Tarım sektörü de anlaşmanın önemli bileşenlerinden biri oldu. Çin, Amerikan soya fasulyesi ve diğer tarım ürünlerini yüksek miktarlarda satın alacağını beyan ederek ABD tarım sanayisine büyük bir destek sunacağını ilan etti. Ayrıca, iki ülke birbirlerine yönelik liman ve gümrük işlemlerinde uygulanan ücretleri karşılıklı olarak askıya alma kararı alarak, ticari akışkanlığı artırmayı hedefledi.
Nadir Toprak Elementlerinde İşbirliği
Stratejik malzemelerin ticaretinde yeni bir sayfa açan anlaşmaya göre, Çin hükümeti nadir toprak elementlerinin ihracatına getirilen kısıtlamaları en az bir yıl süreyle askıya alma taahhüdünde bulundu.

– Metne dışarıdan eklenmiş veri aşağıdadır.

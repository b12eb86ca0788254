//! Store configuration.

use serde::{Deserialize, Serialize};

/// Relational store configuration.
#[derive(Debug, Clone, Serialize, Deserialize)]
pub struct StoreConfig {
    /// SQLite connection URL
    #[serde(default = "default_url")]
    pub url: String,
    /// Maximum pooled connections (file databases only)
    #[serde(default = "default_pool_size")]
    pub pool_size: u32,
    /// Seconds to wait for a free connection
    #[serde(default = "default_acquire_timeout_secs")]
    pub acquire_timeout_secs: u64,
    /// Seconds a session waits for the database write lock
    #[serde(default = "default_busy_timeout_secs")]
    pub busy_timeout_secs: u64,
}

fn default_url() -> String {
    "sqlite::memory:".to_string()
}

fn default_pool_size() -> u32 {
    5
}

fn default_acquire_timeout_secs() -> u64 {
    30
}

fn default_busy_timeout_secs() -> u64 {
    600
}

impl StoreConfig {
    pub fn new(url: impl Into<String>) -> Self {
        Self {
            url: url.into(),
            ..Self::default()
        }
    }

    /// In-memory databases live as long as their single connection.
    pub fn is_memory(&self) -> bool {
        self.url.contains(":memory:") || self.url.contains("mode=memory")
    }
}

impl Default for StoreConfig {
    fn default() -> Self {
        Self {
            url: default_url(),
            pool_size: default_pool_size(),
            acquire_timeout_secs: default_acquire_timeout_secs(),
            busy_timeout_secs: default_busy_timeout_secs(),
        }
    }
}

Bu hamle, küresel teknoloji ve savunma endüstrileri için hayati öneme sahip olan bu kritik hammadde tedarik zincirinde güvence sağlamayı hedefliyor. Buna karşılık, ABD de Çinli teknoloji firmalarına uygulanan ihracat kısıtlamalarını geçici olarak dondurarak karşılıklı adımlar attı.
Bu düzenlemeler, sadece ekonomik değil, aynı zamanda stratejik ve güvenlik boyutunda da iki ülke arasındaki gerilimi azaltma niyetini göstermektedir. Başkan Trump, bu konudaki açıklamalarında, stratejik hammaddelerdeki engellerin kaldırılmasının tedarik zincirinin sağlıklı işlemesi için hayati olduğunu vurguladı.

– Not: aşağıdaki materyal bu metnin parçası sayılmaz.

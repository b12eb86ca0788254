//! Processor execution for the pipeline engine.
//!
//! - Loaders bring new objects into the store
//! - Steps transform stored objects
//! - Alerts notify endpoints about stored objects, once each
//!
//! Processors are registered in a [`Catalog`] and executed by [`Runner`]s,
//! each driving one processor instance inside its own store session.

pub mod alert;
pub mod catalog;
pub mod endpoints;
pub mod loader;
pub mod pipeline;
pub mod processor;
pub mod runner;
pub mod settings;
pub mod step;

pub use alert::{execute_alert, filter_auto_registered, Alert};
pub use catalog::{Catalog, ProcessorDescriptor};
pub use endpoints::{AlertContext, Email, Endpoint, File, MemoryBuffer, RenderAlert, MEMORY};
pub use loader::{execute_loader, Loader};
pub use pipeline::{DefaultSetup, PipelineSetup};
pub use processor::*;
pub use runner::{execute, wait_all, Launch, RunContext, Runner};
pub use settings::*;
pub use step::{execute_step, Step};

Nükleer Test Politikalarında Yeni Dönem
ABD Başkanı Trump, Güney Kore’ye inişi öncesinde sosyal medya üzerinden yaptığı açıklamada, ABD’nin 30 yıldır uyguladığı nükleer test moratoryumunu sonlandırdığını açıkladı. Bu adım, diğer ülkelerin nükleer denemelerini sürdürmesinin ardından Amerikan savunma kabiliyetlerinin güncellenmesi amacıyla atılmış stratejik bir adım olarak yorumlandı. Trump, Savunma Bakanlığı’na nükleer silah testlerini başlatma talimatı vererek, sürecin yakından takip edileceğini belirtti.
ABD, günümüzde dünyanın en büyük nükleer cephaneliğine sahip olmasının yanı sıra Rusya ve Çin gibi diğer büyük güçlerin de bu alandaki kapasitesi değerlendirildiğinde, bu kararın bölgesel ve küresel güvenlik dengeleri üzerindeki etkileri dikkatle izlenmektedir. Başkan Trump, Çin’in nükleer silah kapasitesini “uzak bir üçüncü” olarak nitelendirerek, ABD’nin liderliğini pekiştirme niyetini ortaya koydu.

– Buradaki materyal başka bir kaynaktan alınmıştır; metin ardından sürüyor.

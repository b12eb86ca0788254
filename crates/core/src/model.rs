//! Model metadata and the row representation shared by the store and processors.
//!
//! Every persistable type implements [`Model`] (object-safe, used as
//! `Box<dyn Model>` throughout the processors) and [`Entity`] (typed decoding).
//! The static [`ModelMeta`] describes the backing table.

use std::any::Any;
use std::collections::BTreeMap;
use std::fmt;

use chrono::{DateTime, Utc};
use serde_json::Value;

use crate::error::{Error, Result};

/// Storage type of a column.
#[derive(Debug, Clone, Copy, PartialEq, Eq)]
pub enum ColumnType {
    Integer,
    Real,
    Text,
    Boolean,
    /// RFC 3339 text
    Timestamp,
    /// Serialized JSON text
    Json,
}

impl ColumnType {
    /// SQL type used in DDL.
    pub fn sql_type(&self) -> &'static str {
        match self {
            Self::Integer => "INTEGER",
            Self::Real => "REAL",
            Self::Boolean => "BOOLEAN",
            Self::Text | Self::Timestamp | Self::Json => "TEXT",
        }
    }
}

/// Column definition.
#[derive(Debug, Clone, Copy, PartialEq, Eq)]
pub struct ColumnDef {
    pub name: &'static str,
    pub kind: ColumnType,
    pub primary_key: bool,
    pub nullable: bool,
    pub unique: bool,
}

impl ColumnDef {
    pub const fn new(name: &'static str, kind: ColumnType) -> Self {
        Self {
            name,
            kind,
            primary_key: false,
            nullable: true,
            unique: false,
        }
    }

    pub const fn integer(name: &'static str) -> Self {
        Self::new(name, ColumnType::Integer)
    }

    pub const fn real(name: &'static str) -> Self {
        Self::new(name, ColumnType::Real)
    }

    pub const fn text(name: &'static str) -> Self {
        Self::new(name, ColumnType::Text)
    }

    pub const fn boolean(name: &'static str) -> Self {
        Self::new(name, ColumnType::Boolean)
    }

    pub const fn timestamp(name: &'static str) -> Self {
        Self::new(name, ColumnType::Timestamp)
    }

    pub const fn json(name: &'static str) -> Self {
        Self::new(name, ColumnType::Json)
    }

    /// Marks the column as (part of) the primary key. An integer primary key
    /// left `NULL` on insert is assigned by the store.
    pub const fn primary_key(mut self) -> Self {
        self.primary_key = true;
        self.nullable = false;
        self
    }

    pub const fn not_null(mut self) -> Self {
        self.nullable = false;
        self
    }

    pub const fn unique(mut self) -> Self {
        self.unique = true;
        self
    }
}

/// Static description of a model's table.
pub struct ModelMeta {
    pub table: &'static str,
    pub columns: &'static [ColumnDef],
    /// Builds a boxed model from a row of this table.
    pub decode: fn(&Row) -> Result<Box<dyn Model>>,
}

impl ModelMeta {
    pub fn primary_key(&self) -> impl Iterator<Item = &ColumnDef> {
        self.columns.iter().filter(|c| c.primary_key)
    }

    pub fn primary_key_names(&self) -> Vec<&'static str> {
        self.primary_key().map(|c| c.name).collect()
    }

    pub fn column(&self, name: &str) -> Option<&ColumnDef> {
        self.columns.iter().find(|c| c.name == name)
    }

    pub fn column_names(&self) -> Vec<&'static str> {
        self.columns.iter().map(|c| c.name).collect()
    }
}

impl fmt::Debug for ModelMeta {
    fn fmt(&self, f: &mut fmt::Formatter<'_>) -> fmt::Result {
        f.debug_struct("ModelMeta")
            .field("table", &self.table)
            .field("columns", &self.columns)
            .finish()
    }
}

/// Tables are identified by name.
impl PartialEq for ModelMeta {
    fn eq(&self, other: &Self) -> bool {
        self.table == other.table
    }
}

impl Eq for ModelMeta {}

/// Column name to value mapping for one record.
#[derive(Debug, Clone, Default, PartialEq)]
pub struct Row(BTreeMap<String, Value>);

impl Row {
    pub fn new() -> Self {
        Self::default()
    }

    /// Builder-style insert.
    pub fn with(mut self, column: impl Into<String>, value: impl Into<Value>) -> Self {
        self.insert(column, value);
        self
    }

    pub fn insert(&mut self, column: impl Into<String>, value: impl Into<Value>) {
        self.0.insert(column.into(), value.into());
    }

    /// Missing columns read as `NULL`.
    pub fn get(&self, column: &str) -> &Value {
        self.0.get(column).unwrap_or(&Value::Null)
    }

    pub fn contains(&self, column: &str) -> bool {
        self.0.contains_key(column)
    }

    pub fn len(&self) -> usize {
        self.0.len()
    }

    pub fn is_empty(&self) -> bool {
        self.0.is_empty()
    }

    pub fn iter(&self) -> impl Iterator<Item = (&String, &Value)> {
        self.0.iter()
    }

    pub fn get_opt_i64(&self, column: &str) -> Result<Option<i64>> {
        match self.get(column) {
            Value::Null => Ok(None),
            Value::Number(n) => n
                .as_i64()
                .map(Some)
                .ok_or_else(|| mismatch(column, "integer")),
            Value::Bool(b) => Ok(Some(i64::from(*b))),
            _ => Err(mismatch(column, "integer")),
        }
    }

    pub fn get_i64(&self, column: &str) -> Result<i64> {
        self.get_opt_i64(column)?
            .ok_or_else(|| missing(column))
    }

    pub fn get_opt_f64(&self, column: &str) -> Result<Option<f64>> {
        match self.get(column) {
            Value::Null => Ok(None),
            Value::Number(n) => n.as_f64().map(Some).ok_or_else(|| mismatch(column, "real")),
            _ => Err(mismatch(column, "real")),
        }
    }

    pub fn get_f64(&self, column: &str) -> Result<f64> {
        self.get_opt_f64(column)?.ok_or_else(|| missing(column))
    }

    pub fn get_opt_bool(&self, column: &str) -> Result<Option<bool>> {
        match self.get(column) {
            Value::Null => Ok(None),
            Value::Bool(b) => Ok(Some(*b)),
            Value::Number(n) => Ok(Some(n.as_i64().unwrap_or(0) != 0)),
            _ => Err(mismatch(column, "boolean")),
        }
    }

    pub fn get_bool(&self, column: &str) -> Result<bool> {
        self.get_opt_bool(column)?.ok_or_else(|| missing(column))
    }

    pub fn get_opt_string(&self, column: &str) -> Result<Option<String>> {
        match self.get(column) {
            Value::Null => Ok(None),
            Value::String(s) => Ok(Some(s.clone())),
            _ => Err(mismatch(column, "text")),
        }
    }

    pub fn get_string(&self, column: &str) -> Result<String> {
        self.get_opt_string(column)?.ok_or_else(|| missing(column))
    }

    pub fn get_opt_datetime(&self, column: &str) -> Result<Option<DateTime<Utc>>> {
        match self.get_opt_string(column)? {
            None => Ok(None),
            Some(text) => DateTime::parse_from_rfc3339(&text)
                .map(|dt| Some(dt.with_timezone(&Utc)))
                .map_err(|e| Error::decode(format!("column '{}': {}", column, e))),
        }
    }

    pub fn get_datetime(&self, column: &str) -> Result<DateTime<Utc>> {
        self.get_opt_datetime(column)?
            .ok_or_else(|| missing(column))
    }

    /// JSON object with one member per column.
    pub fn to_json(&self) -> Value {
        Value::Object(self.0.iter().map(|(k, v)| (k.clone(), v.clone())).collect())
    }

    /// Inverse of [`Row::to_json`].
    pub fn from_json(value: &Value) -> Result<Self> {
        match value {
            Value::Object(map) => Ok(map.iter().map(|(k, v)| (k.clone(), v.clone())).collect()),
            other => Err(Error::decode(format!("expected a JSON object, got {}", other))),
        }
    }
}

impl FromIterator<(String, Value)> for Row {
    fn from_iter<I: IntoIterator<Item = (String, Value)>>(iter: I) -> Self {
        Self(iter.into_iter().collect())
    }
}

impl IntoIterator for Row {
    type Item = (String, Value);
    type IntoIter = std::collections::btree_map::IntoIter<String, Value>;

    fn into_iter(self) -> Self::IntoIter {
        self.0.into_iter()
    }
}

fn mismatch(column: &str, expected: &str) -> Error {
    Error::decode(format!("column '{}' is not {}", column, expected))
}

fn missing(column: &str) -> Error {
    Error::decode(format!("column '{}' is NULL", column))
}

/// Encodes a timestamp the way [`ColumnType::Timestamp`] columns store it.
pub fn timestamp_value(dt: DateTime<Utc>) -> Value {
    Value::String(dt.to_rfc3339())
}

/// Upcast helper so trait objects can be downcast to their concrete model.
pub trait AsAny: Any {
    fn as_any(&self) -> &dyn Any;
    fn as_any_mut(&mut self) -> &mut dyn Any;
}

impl<T: Any> AsAny for T {
    fn as_any(&self) -> &dyn Any {
        self
    }

    fn as_any_mut(&mut self) -> &mut dyn Any {
        self
    }
}

/// A persistable record.
pub trait Model: AsAny + Send + Sync + fmt::Debug {
    fn meta(&self) -> &'static ModelMeta;

    /// Current column values, primary key included.
    fn to_row(&self) -> Row;
}

impl<'a> dyn Model + 'a {
    pub fn table(&self) -> &'static str {
        self.meta().table
    }

    /// Primary key column values.
    pub fn primary_key(&self) -> Row {
        let row = self.to_row();
        self.meta()
            .primary_key()
            .map(|c| (c.name.to_string(), row.get(c.name).clone()))
            .collect()
    }

    /// Short human-readable identity, e.g. `SampleModel(id=1)`.
    pub fn label(&self) -> String {
        let ids = self
            .primary_key()
            .iter()
            .map(|(k, v)| format!("{}={}", k, v))
            .collect::<Vec<_>>()
            .join(", ");
        format!("{}({})", self.table(), ids)
    }

    pub fn downcast_ref<T: Model>(&self) -> Option<&T> {
        self.as_any().downcast_ref::<T>()
    }

    pub fn downcast_mut<T: Model>(&mut self) -> Option<&mut T> {
        self.as_any_mut().downcast_mut::<T>()
    }
}

/// Typed access to a model's table.
pub trait Entity: Model + Sized {
    fn model_meta() -> &'static ModelMeta;

    fn from_row(row: &Row) -> Result<Self>;
}

/// Decoder usable as [`ModelMeta::decode`].
pub fn decode_entity<T: Entity>(row: &Row) -> Result<Box<dyn Model>> {
    Ok(Box::new(T::from_row(row)?))
}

Liderler Arası Diyalog ve Geleceğe Yönelik Mesajlar
Yaklaşık 1.5 saat süren görüşmenin ardından iki lider, altı yıl sonra ilk kez yüz yüze temas kurmuş oldu. Trump, Çin liderini “büyük bir ülkenin büyük lideri” olarak takdir ederken, Şi Cinping de anlaşmazlıkların zaman zaman yaşanabileceğini ancak karşılıklı işbirliği ile iki ülkenin birlikte barış ve refah ortamında var olabileceğini belirtti.
Uzlaşı Sağlanmış Olmasına Rağmen Temkinli İyimserlik Hakim
Uzmanlar, bu toplantının ekonomik gerilimleri geçici olarak hafifletme özelliği taşıdığını ve kısa vadede piyasaların olumlu tepki vereceğini öngörüyor. Bununla birlikte, ABD-Çin ilişkilerinin sadece ticaretten ibaret olmadığı, aynı zamanda teknoloji, ulusal güvenlik ve jeopolitik anlamda derin bir rekabet içerdiği vurgulanıyor. Taraflar arasında varılan bu geçici ve sınırlı anlaşmanın, çatışmaların tamamen ortadan kalktığı anlamına gelmediği, aksine büyük güçler arasındaki rekabetin daha karmaşık ve çok boyutlu bir aşamaya geçtiğinin işareti olarak görülmesi gerekiyor.
Bu bağlamda, önümüzdeki süreçte ABD ve Çin’in ekonomik politikalarını yakından takip eden küresel aktörlerin, sürdürülebilir barış ve istikrar için diplomatik kanalların açık tutulmasının önemini artırdığı söylenebilir. Yeni anlaşmaların uygulanması, her iki ülkenin de ulusal çıkarlarını gözetirken, uluslararası sistemde dengelerin korunmasına katkı sağlayacaktır.